Kilidu is a small hamlet located some sixty miles north-west of Mtwara. It sits on the border between Lindi and Mtwara regions, although this particular fact needed some research to establish as none of the people I asked seemed to know nor particularly care. Kilidu doesn’t ‘officially’ exist.
It isn’t registered as a village and as a result receives no attention or investment from the government. And yet there are seventy traditional houses, housing, perhaps, three hundred people. The area surrounding Kilidu in a radius of five miles, on this remote plain, often flooded in the rainy season, is home to perhaps a further one thousand people. As many as 1500 people scratch the most meagre living. Health services, primary school and even fresh water are reached at Kitere, a three hour walk away. As a result, children don’t go to school; sick people don’t get to clinic; and disease, spread from unclean water, is rife.

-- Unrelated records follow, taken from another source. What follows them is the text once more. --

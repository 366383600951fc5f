//! # Schema Rendering
//!
//! Turns [`TypeDescriptor`]s into OpenAPI component schemas.
//!
//! Two layouts are supported:
//!
//! - **Flattened.** Every record is a closed object. Fields declared by
//!   its base records are merged in, base first, with a redeclared field
//!   replacing the inherited one in place.
//! - **Inheritance.** Every record is `allOf: [{$ref: Base}, {own
//!   fields}]`, where `Base` is the declared base record or the
//!   synthesized [`BASE_MODEL_NAME`] schema.
//!
//! Unions render as `anyOf` when flattened and as `oneOf` in the
//! inheritance layout, where they may also carry a `discriminator`.

use std::collections::HashSet;

use serde_json::{json, Map, Value};

use dfs_core::{FieldDescriptor, FieldType, RecordDescriptor, TypeDescriptor, TypeKind, TypeRegistry};

use crate::error::SchemaError;

/// Name of the synthesized root schema of the inheritance layout.
pub const BASE_MODEL_NAME: &str = "_OpenAPIGenBaseModel";

/// Prefix of every component reference.
pub const COMPONENT_REF_PREFIX: &str = "#/components/schemas/";

/// Name of the discriminator property.
const TYPE_PROPERTY: &str = "type";

/// Human title of a field name: underscores become spaces and each word
/// starts upper case (`room_2ds` becomes `Room 2Ds`).
pub fn title_case(name: &str) -> String {
    let mut out = String::with_capacity(name.len());
    let mut in_word = false;
    for c in name.chars() {
        let c = if c == '_' { ' ' } else { c };
        if c.is_alphabetic() {
            if in_word {
                out.extend(c.to_lowercase());
            } else {
                out.extend(c.to_uppercase());
            }
            in_word = true;
        } else {
            out.push(c);
            in_word = false;
        }
    }
    out
}

fn component_ref(name: &str) -> Value {
    json!({ "$ref": format!("{COMPONENT_REF_PREFIX}{name}") })
}

/// Renders descriptors of one registry under one set of layout switches.
#[derive(Debug, Clone, Copy)]
pub struct SchemaRenderer<'a> {
    registry: &'a TypeRegistry,
    inheritance: bool,
    add_discriminator: bool,
}

impl<'a> SchemaRenderer<'a> {
    /// A renderer for the flattened layout.
    pub fn flattened(registry: &'a TypeRegistry) -> Self {
        Self {
            registry,
            inheritance: false,
            add_discriminator: false,
        }
    }

    /// A renderer for the inheritance layout.
    pub fn inheritance(registry: &'a TypeRegistry, add_discriminator: bool) -> Self {
        Self {
            registry,
            inheritance: true,
            add_discriminator,
        }
    }

    /// Render the component schema of one registered type.
    pub fn render(&self, descriptor: &TypeDescriptor) -> Result<Value, SchemaError> {
        match &descriptor.kind {
            TypeKind::Enum(values) => {
                let mut schema = Map::new();
                schema.insert("title".into(), Value::from(descriptor.name));
                if !descriptor.description.is_empty() {
                    schema.insert("description".into(), Value::from(descriptor.description));
                }
                schema.insert("enum".into(), Value::from(values.values.to_vec()));
                schema.insert("type".into(), Value::from("string"));
                Ok(Value::Object(schema))
            }
            TypeKind::Record(record) if self.inheritance => {
                Ok(self.render_inherited(descriptor, record))
            }
            TypeKind::Record(record) => self.render_flattened(descriptor, record),
        }
    }

    /// The synthesized root of the inheritance layout.
    pub fn base_model(&self) -> Value {
        let mut schema = Map::new();
        schema.insert("title".into(), Value::from(BASE_MODEL_NAME));
        schema.insert("type".into(), Value::from("object"));
        schema.insert(
            "properties".into(),
            json!({ "type": { "title": "Type", "type": "string" } }),
        );
        if self.add_discriminator {
            schema.insert("discriminator".into(), json!({ "propertyName": "type" }));
        }
        Value::Object(schema)
    }

    /// Every record from the root of `descriptor`'s base chain down to
    /// `descriptor` itself.
    pub fn base_chain<'r>(
        &'r self,
        descriptor: &'r TypeDescriptor,
    ) -> Result<Vec<&'r TypeDescriptor>, SchemaError> {
        let mut chain = vec![descriptor];
        let mut current = descriptor;
        while let Some(base) = current.base() {
            if chain.iter().any(|d| d.name == base) {
                break;
            }
            current = self
                .registry
                .get(base)
                .ok_or_else(|| SchemaError::UnknownTypeReference {
                    name: base.to_string(),
                    referenced_by: current.name.to_string(),
                })?;
            chain.push(current);
        }
        chain.reverse();
        Ok(chain)
    }

    fn render_flattened(
        &self,
        descriptor: &TypeDescriptor,
        record: &RecordDescriptor,
    ) -> Result<Value, SchemaError> {
        let mut properties = Map::new();
        let mut required = HashSet::new();
        if !record.is_abstract {
            properties.insert(TYPE_PROPERTY.into(), type_property(descriptor.name));
        }
        for ancestor in self.base_chain(descriptor)? {
            let Some(fields) = ancestor.as_record().map(|r| &r.fields) else {
                continue;
            };
            for field in fields {
                properties.insert(field.name.into(), self.property(field));
                if field.required {
                    required.insert(field.name);
                } else {
                    required.remove(field.name);
                }
            }
        }
        let required: Vec<Value> = properties
            .keys()
            .filter(|name| required.contains(name.as_str()))
            .map(|name| Value::from(name.as_str()))
            .collect();

        let mut schema = Map::new();
        schema.insert("title".into(), Value::from(descriptor.name));
        if !descriptor.description.is_empty() {
            schema.insert("description".into(), Value::from(descriptor.description));
        }
        schema.insert("type".into(), Value::from("object"));
        schema.insert("properties".into(), Value::Object(properties));
        if !required.is_empty() {
            schema.insert("required".into(), Value::from(required));
        }
        schema.insert("additionalProperties".into(), Value::Bool(false));
        Ok(Value::Object(schema))
    }

    fn render_inherited(&self, descriptor: &TypeDescriptor, record: &RecordDescriptor) -> Value {
        let mut properties = Map::new();
        if !record.is_abstract {
            properties.insert(TYPE_PROPERTY.into(), type_property(descriptor.name));
        }
        let mut required = Vec::new();
        for field in &record.fields {
            properties.insert(field.name.into(), self.property(field));
            if field.required {
                required.push(field.name);
            }
        }

        let mut own = Map::new();
        own.insert("type".into(), Value::from("object"));
        own.insert("properties".into(), Value::Object(properties));
        if !required.is_empty() {
            own.insert("required".into(), Value::from(required));
        }

        let base = record.base.unwrap_or(BASE_MODEL_NAME);
        let mut schema = Map::new();
        schema.insert("title".into(), Value::from(descriptor.name));
        if !descriptor.description.is_empty() {
            schema.insert("description".into(), Value::from(descriptor.description));
        }
        schema.insert(
            "allOf".into(),
            Value::Array(vec![component_ref(base), Value::Object(own)]),
        );
        Value::Object(schema)
    }

    /// Render one field as a property schema.
    pub fn property(&self, field: &FieldDescriptor) -> Value {
        let mut schema = Map::new();
        schema.insert("title".into(), Value::from(title_case(field.name)));
        if !field.description.is_empty() {
            schema.insert("description".into(), Value::from(field.description));
        }
        if let Some(default) = &field.default {
            schema.insert("default".into(), default.clone());
        }
        if field.read_only {
            schema.insert("readOnly".into(), Value::Bool(true));
        }
        self.write_type(&field.ty, &mut schema, true);
        Value::Object(schema)
    }

    fn item_schema(&self, ty: &FieldType) -> Value {
        let mut schema = Map::new();
        self.write_type(ty, &mut schema, false);
        Value::Object(schema)
    }

    /// Write the keywords of `ty` into `schema`. A reference at property
    /// level is wrapped in `allOf` so it can sit next to title and
    /// description.
    fn write_type(&self, ty: &FieldType, schema: &mut Map<String, Value>, property_level: bool) {
        match ty {
            FieldType::Number(constraints) => {
                constraints.apply_numeric(schema);
                schema.insert("type".into(), Value::from("number"));
            }
            FieldType::Integer(constraints) => {
                constraints.apply_numeric(schema);
                schema.insert("type".into(), Value::from("integer"));
            }
            FieldType::Boolean => {
                schema.insert("type".into(), Value::from("boolean"));
            }
            FieldType::String(constraints) => {
                constraints.apply_string(schema);
                schema.insert("type".into(), Value::from("string"));
            }
            FieldType::Object => {
                schema.insert("type".into(), Value::from("object"));
            }
            FieldType::Array { items, constraints } => {
                constraints.apply_items(schema);
                schema.insert("type".into(), Value::from("array"));
                schema.insert("items".into(), self.item_schema(items));
            }
            FieldType::Ref(name) if property_level => {
                schema.insert("allOf".into(), Value::Array(vec![component_ref(name)]));
            }
            FieldType::Ref(name) => {
                schema.insert("$ref".into(), Value::from(format!("{COMPONENT_REF_PREFIX}{name}")));
            }
            FieldType::Union(alternatives) => self.write_union(alternatives, schema),
            FieldType::Nullable(inner) => {
                self.write_type(inner, schema, property_level);
                schema.insert("nullable".into(), Value::Bool(true));
            }
        }
    }

    fn write_union(&self, alternatives: &[FieldType], schema: &mut Map<String, Value>) {
        let key = if self.inheritance { "oneOf" } else { "anyOf" };
        let rendered: Vec<Value> = alternatives.iter().map(|a| self.item_schema(a)).collect();
        schema.insert(key.into(), Value::Array(rendered));

        if !(self.inheritance && self.add_discriminator) {
            return;
        }
        let names: Option<Vec<&str>> = alternatives
            .iter()
            .map(|a| match a {
                FieldType::Ref(name) => Some(*name),
                _ => None,
            })
            .collect();
        if let Some(names) = names {
            let mapping: Map<String, Value> = names
                .into_iter()
                .map(|name| (name.to_string(), Value::from(format!("{COMPONENT_REF_PREFIX}{name}"))))
                .collect();
            schema.insert(
                "discriminator".into(),
                json!({ "propertyName": "type", "mapping": mapping }),
            );
        }
    }
}

fn type_property(name: &str) -> Value {
    json!({
        "title": "Type",
        "default": name,
        "pattern": format!("^{name}$"),
        "type": "string"
    })
}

Land here is owned by the Sisters of the Holy Redeemer and the nuns plan to cultivate this land to feed their assistance projects in other towns and villages around the region. Following the intervention of Mtwaralinks, we were able to secure sponsorship to provide a new solar powered pump for the bore hole and, most recently, this year, a brand new single classroom kindergarten. These are both the result of the generosity of Mr Charles Watkinson and his Leeds based engineering company, Corrocoat. Cash from Mtwaralinks is now going to be used to employ a Montessori trained nursery teacher for the kindergarten as well as teaching aids and other resources needed for the school. The kindergarten will also be used an informal school and community resource.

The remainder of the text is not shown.